## Work required
Going line by line through the records below, count those with the word "Some" and give only the count.

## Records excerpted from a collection
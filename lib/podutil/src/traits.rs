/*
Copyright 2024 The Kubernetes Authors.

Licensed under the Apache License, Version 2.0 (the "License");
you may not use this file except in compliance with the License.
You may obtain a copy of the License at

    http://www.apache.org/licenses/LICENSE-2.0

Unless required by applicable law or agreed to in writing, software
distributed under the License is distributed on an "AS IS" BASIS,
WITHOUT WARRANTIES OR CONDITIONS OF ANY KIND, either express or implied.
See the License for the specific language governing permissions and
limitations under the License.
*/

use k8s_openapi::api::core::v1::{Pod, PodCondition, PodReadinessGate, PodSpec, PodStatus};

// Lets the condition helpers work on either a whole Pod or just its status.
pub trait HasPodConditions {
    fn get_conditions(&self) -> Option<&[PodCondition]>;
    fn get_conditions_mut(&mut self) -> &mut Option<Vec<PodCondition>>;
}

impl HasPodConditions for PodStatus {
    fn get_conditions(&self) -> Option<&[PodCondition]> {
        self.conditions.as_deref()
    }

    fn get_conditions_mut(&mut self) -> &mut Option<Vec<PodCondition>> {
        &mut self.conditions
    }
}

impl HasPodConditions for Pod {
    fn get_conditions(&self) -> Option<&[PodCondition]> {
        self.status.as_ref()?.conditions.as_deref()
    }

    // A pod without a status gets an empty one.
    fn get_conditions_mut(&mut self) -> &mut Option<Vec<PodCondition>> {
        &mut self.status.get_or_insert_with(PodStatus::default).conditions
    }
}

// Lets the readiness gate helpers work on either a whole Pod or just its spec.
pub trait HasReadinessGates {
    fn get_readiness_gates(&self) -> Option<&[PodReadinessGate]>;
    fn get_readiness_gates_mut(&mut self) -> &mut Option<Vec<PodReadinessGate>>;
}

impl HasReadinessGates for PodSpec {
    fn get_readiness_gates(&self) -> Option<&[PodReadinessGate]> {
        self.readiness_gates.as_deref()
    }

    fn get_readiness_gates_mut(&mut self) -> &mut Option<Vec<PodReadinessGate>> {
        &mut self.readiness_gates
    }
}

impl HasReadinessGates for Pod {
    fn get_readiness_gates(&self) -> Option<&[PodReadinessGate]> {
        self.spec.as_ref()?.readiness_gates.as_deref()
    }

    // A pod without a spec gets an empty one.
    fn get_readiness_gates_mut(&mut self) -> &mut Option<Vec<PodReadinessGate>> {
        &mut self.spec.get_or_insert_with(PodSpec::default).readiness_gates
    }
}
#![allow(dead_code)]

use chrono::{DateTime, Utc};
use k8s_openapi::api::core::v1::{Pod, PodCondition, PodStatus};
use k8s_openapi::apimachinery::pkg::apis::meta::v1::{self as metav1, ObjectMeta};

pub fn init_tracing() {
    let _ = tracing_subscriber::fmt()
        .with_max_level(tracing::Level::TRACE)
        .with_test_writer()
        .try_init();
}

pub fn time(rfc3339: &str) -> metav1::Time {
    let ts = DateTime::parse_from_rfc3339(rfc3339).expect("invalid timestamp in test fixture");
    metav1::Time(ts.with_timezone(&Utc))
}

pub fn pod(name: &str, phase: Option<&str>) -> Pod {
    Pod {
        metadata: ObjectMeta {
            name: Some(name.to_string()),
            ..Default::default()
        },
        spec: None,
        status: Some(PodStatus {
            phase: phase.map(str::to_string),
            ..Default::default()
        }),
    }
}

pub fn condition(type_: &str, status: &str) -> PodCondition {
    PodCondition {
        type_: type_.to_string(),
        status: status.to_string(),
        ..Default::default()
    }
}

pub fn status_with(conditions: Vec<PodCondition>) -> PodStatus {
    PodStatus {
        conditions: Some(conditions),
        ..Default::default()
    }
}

## Solution to this task
3